§ Goal of the exercise
Wherever the string "PathBuf" occurs in a line of these records, report that line.

§ Material for this task
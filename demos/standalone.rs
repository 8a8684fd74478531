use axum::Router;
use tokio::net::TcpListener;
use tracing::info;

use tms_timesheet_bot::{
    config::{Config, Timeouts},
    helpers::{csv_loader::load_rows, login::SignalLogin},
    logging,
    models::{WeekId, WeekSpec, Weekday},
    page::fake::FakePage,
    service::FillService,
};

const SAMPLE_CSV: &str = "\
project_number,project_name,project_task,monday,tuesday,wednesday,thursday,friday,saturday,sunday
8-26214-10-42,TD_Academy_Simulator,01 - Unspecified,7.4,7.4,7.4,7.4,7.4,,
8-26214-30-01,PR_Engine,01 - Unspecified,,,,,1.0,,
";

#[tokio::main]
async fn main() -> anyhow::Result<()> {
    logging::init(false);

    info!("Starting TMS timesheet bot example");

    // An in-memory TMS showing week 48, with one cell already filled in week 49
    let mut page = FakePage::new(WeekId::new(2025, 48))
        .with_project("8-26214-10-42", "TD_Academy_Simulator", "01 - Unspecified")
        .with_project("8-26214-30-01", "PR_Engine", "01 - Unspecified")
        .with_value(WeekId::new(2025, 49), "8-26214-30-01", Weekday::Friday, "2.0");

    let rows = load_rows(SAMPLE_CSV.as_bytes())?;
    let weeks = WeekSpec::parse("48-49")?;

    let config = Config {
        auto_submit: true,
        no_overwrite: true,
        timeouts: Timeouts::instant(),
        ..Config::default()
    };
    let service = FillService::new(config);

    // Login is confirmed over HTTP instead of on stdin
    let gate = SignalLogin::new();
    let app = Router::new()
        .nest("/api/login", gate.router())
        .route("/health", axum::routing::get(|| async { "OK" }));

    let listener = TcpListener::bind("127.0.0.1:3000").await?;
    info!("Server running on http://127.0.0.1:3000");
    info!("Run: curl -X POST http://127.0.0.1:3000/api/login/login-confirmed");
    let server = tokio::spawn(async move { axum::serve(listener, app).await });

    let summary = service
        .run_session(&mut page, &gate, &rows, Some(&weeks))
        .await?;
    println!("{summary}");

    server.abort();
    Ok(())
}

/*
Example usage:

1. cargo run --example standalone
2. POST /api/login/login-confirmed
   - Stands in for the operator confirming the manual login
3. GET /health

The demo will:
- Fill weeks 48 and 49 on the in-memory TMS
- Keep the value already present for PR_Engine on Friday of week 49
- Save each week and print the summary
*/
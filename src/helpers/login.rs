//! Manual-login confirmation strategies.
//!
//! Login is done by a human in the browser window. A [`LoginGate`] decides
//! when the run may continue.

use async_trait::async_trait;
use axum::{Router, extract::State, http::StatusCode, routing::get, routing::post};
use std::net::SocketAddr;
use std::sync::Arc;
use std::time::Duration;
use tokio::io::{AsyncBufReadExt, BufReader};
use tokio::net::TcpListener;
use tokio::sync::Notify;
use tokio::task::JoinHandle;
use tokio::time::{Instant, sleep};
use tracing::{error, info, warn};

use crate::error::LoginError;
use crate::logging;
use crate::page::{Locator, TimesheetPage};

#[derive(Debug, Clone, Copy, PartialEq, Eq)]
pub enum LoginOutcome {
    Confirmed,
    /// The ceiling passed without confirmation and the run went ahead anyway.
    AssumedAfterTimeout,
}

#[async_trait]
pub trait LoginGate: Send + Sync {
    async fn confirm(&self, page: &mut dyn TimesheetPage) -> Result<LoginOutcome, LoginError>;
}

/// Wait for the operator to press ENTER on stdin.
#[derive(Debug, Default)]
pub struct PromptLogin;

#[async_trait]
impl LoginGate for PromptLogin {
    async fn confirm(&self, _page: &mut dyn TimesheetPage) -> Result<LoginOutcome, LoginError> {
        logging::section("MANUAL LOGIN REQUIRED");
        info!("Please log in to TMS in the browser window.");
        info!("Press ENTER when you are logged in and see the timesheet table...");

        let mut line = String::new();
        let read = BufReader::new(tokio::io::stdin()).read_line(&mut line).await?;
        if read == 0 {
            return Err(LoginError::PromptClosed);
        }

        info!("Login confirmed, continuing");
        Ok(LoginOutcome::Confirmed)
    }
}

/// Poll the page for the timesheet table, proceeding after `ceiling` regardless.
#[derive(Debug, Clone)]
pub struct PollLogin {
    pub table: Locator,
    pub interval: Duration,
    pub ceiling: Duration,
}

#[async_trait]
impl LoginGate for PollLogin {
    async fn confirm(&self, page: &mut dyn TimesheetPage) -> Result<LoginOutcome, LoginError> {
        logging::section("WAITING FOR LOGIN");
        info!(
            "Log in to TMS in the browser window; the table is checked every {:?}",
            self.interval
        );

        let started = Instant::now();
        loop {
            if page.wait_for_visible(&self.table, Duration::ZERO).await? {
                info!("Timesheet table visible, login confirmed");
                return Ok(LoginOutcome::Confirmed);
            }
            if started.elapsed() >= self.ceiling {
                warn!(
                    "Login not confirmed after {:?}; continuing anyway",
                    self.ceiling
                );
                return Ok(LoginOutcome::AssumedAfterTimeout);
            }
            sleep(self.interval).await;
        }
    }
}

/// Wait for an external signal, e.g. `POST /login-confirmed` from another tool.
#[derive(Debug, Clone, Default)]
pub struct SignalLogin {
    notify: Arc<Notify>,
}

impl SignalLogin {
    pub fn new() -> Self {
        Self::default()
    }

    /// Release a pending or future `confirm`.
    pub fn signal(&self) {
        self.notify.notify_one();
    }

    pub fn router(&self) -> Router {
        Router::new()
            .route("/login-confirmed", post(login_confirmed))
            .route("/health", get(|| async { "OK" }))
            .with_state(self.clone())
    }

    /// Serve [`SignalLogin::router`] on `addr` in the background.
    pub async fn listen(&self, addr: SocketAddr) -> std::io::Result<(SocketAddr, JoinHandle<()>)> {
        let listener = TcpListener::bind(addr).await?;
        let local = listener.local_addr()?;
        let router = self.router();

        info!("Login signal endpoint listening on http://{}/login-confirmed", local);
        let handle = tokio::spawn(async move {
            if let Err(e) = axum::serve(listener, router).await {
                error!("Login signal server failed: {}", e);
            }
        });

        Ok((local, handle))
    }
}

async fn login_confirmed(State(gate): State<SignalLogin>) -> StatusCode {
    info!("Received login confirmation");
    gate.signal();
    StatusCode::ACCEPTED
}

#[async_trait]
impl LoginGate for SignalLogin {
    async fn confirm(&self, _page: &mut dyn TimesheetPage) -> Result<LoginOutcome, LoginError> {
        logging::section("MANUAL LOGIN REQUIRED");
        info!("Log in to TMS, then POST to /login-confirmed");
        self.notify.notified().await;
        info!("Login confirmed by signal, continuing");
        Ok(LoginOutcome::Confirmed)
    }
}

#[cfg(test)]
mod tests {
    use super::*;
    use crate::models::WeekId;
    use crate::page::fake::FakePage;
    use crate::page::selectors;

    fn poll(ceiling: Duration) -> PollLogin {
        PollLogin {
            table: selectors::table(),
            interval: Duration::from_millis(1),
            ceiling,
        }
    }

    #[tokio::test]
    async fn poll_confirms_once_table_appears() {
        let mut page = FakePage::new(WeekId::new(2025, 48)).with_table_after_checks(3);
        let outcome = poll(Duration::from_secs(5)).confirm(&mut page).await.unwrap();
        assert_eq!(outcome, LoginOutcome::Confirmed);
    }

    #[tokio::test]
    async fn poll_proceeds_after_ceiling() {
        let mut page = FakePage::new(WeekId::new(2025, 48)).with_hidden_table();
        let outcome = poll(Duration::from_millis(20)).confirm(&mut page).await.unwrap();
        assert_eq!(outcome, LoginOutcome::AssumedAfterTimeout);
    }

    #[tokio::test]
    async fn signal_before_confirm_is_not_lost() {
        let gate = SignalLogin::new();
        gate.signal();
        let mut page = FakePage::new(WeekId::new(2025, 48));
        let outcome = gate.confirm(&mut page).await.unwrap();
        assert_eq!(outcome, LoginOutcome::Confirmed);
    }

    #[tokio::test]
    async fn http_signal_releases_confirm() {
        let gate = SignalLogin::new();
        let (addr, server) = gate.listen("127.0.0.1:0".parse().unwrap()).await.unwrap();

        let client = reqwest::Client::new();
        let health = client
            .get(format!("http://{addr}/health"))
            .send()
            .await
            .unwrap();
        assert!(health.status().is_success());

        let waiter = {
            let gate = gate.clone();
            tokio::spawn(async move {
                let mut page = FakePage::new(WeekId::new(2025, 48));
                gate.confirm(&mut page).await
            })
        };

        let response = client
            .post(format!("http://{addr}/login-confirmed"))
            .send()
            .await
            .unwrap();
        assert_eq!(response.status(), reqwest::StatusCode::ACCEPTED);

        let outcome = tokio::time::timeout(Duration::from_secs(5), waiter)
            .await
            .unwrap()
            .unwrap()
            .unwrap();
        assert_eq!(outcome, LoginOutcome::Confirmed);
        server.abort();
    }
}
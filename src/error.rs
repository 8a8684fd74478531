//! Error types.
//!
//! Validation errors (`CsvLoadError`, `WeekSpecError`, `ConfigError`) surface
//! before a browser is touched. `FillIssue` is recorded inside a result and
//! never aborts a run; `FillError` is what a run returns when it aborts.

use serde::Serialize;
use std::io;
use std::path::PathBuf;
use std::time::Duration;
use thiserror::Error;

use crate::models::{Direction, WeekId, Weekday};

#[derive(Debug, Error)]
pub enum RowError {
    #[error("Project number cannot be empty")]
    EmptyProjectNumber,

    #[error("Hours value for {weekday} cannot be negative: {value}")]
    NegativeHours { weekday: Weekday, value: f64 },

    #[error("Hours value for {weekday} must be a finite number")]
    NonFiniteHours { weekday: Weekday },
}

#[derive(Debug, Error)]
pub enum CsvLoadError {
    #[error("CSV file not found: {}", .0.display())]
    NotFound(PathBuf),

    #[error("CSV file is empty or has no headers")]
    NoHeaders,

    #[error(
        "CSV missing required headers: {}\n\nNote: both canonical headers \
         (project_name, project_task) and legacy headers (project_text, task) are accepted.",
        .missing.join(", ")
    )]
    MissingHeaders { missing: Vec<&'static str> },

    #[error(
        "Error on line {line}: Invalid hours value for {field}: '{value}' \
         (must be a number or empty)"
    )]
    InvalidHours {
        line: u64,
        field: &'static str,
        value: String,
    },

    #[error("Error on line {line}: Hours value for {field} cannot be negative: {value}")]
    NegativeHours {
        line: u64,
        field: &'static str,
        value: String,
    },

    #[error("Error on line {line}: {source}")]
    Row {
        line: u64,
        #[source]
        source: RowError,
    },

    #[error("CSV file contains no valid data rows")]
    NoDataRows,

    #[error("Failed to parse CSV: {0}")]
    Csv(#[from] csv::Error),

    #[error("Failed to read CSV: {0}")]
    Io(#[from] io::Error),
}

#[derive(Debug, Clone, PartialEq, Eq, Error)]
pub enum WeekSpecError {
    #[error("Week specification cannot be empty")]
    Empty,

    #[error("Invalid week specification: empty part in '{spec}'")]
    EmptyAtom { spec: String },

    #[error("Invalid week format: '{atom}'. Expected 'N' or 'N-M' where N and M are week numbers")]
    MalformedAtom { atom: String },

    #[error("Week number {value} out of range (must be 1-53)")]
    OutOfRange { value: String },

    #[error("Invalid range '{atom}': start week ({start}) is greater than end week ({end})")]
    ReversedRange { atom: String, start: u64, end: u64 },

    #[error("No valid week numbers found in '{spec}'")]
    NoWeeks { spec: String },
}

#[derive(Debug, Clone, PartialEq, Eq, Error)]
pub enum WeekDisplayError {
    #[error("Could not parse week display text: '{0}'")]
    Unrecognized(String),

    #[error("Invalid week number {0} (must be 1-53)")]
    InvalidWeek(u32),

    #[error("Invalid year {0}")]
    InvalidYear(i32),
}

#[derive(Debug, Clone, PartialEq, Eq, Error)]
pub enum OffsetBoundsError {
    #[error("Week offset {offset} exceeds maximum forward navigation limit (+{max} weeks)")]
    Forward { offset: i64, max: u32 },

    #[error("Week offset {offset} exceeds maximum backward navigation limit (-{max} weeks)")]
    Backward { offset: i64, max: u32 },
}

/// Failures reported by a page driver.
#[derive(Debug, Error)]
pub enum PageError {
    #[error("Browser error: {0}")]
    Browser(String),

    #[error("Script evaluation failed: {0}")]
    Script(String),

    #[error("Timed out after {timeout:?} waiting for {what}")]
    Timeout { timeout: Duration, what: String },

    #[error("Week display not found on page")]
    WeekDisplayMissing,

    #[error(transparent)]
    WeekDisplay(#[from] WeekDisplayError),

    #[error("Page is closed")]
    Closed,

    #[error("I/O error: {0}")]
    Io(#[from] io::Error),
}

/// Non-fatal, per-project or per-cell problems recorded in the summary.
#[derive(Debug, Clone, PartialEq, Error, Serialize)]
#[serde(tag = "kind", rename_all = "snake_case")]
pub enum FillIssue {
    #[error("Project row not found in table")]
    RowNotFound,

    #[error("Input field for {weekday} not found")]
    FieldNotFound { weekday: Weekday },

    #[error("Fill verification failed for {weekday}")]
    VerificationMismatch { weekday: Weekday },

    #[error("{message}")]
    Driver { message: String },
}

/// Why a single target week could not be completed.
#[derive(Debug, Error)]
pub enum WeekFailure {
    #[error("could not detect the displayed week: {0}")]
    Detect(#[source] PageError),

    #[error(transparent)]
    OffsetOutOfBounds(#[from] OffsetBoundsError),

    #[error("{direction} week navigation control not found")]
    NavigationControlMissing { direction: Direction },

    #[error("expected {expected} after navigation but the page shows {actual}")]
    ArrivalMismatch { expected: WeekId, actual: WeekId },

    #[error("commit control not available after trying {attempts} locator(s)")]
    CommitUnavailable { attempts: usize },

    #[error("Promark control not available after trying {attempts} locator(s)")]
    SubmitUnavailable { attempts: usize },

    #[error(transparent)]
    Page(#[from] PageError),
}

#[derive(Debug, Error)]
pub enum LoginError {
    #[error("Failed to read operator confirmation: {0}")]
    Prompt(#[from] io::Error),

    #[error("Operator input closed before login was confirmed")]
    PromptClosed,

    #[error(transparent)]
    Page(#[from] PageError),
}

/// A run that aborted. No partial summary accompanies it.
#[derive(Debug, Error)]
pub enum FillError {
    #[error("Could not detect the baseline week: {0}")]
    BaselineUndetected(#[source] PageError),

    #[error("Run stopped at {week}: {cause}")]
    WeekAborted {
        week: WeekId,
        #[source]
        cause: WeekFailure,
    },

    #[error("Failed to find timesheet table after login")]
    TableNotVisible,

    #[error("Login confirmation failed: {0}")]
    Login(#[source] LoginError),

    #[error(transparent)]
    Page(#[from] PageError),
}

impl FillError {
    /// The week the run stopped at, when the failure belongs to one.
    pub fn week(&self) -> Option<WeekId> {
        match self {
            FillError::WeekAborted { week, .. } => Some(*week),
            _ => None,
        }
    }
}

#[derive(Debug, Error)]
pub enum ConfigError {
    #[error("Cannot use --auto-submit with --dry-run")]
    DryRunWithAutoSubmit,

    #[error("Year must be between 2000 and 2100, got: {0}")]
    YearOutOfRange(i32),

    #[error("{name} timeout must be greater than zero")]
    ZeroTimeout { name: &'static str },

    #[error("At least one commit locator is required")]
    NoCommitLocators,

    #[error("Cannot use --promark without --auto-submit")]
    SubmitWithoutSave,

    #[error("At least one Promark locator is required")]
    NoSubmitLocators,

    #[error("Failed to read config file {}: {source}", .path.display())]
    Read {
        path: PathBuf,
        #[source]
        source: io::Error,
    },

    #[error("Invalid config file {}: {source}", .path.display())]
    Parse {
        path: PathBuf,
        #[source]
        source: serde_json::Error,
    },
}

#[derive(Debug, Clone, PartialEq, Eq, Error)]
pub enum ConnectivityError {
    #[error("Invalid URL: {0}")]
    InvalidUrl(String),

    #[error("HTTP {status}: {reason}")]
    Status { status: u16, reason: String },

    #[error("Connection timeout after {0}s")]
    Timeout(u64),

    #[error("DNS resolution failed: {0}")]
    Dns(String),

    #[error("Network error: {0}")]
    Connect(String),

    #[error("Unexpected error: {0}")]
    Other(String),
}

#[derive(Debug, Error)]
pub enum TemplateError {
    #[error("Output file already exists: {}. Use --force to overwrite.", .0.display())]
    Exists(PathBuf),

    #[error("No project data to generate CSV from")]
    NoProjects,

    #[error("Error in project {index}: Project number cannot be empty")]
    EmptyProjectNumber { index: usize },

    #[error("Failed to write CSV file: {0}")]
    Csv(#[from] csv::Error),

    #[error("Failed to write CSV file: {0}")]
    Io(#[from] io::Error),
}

§ Task response
use std::path::PathBuf;
    NotFound(PathBuf),
        path: PathBuf,
        path: PathBuf,
    Exists(PathBuf),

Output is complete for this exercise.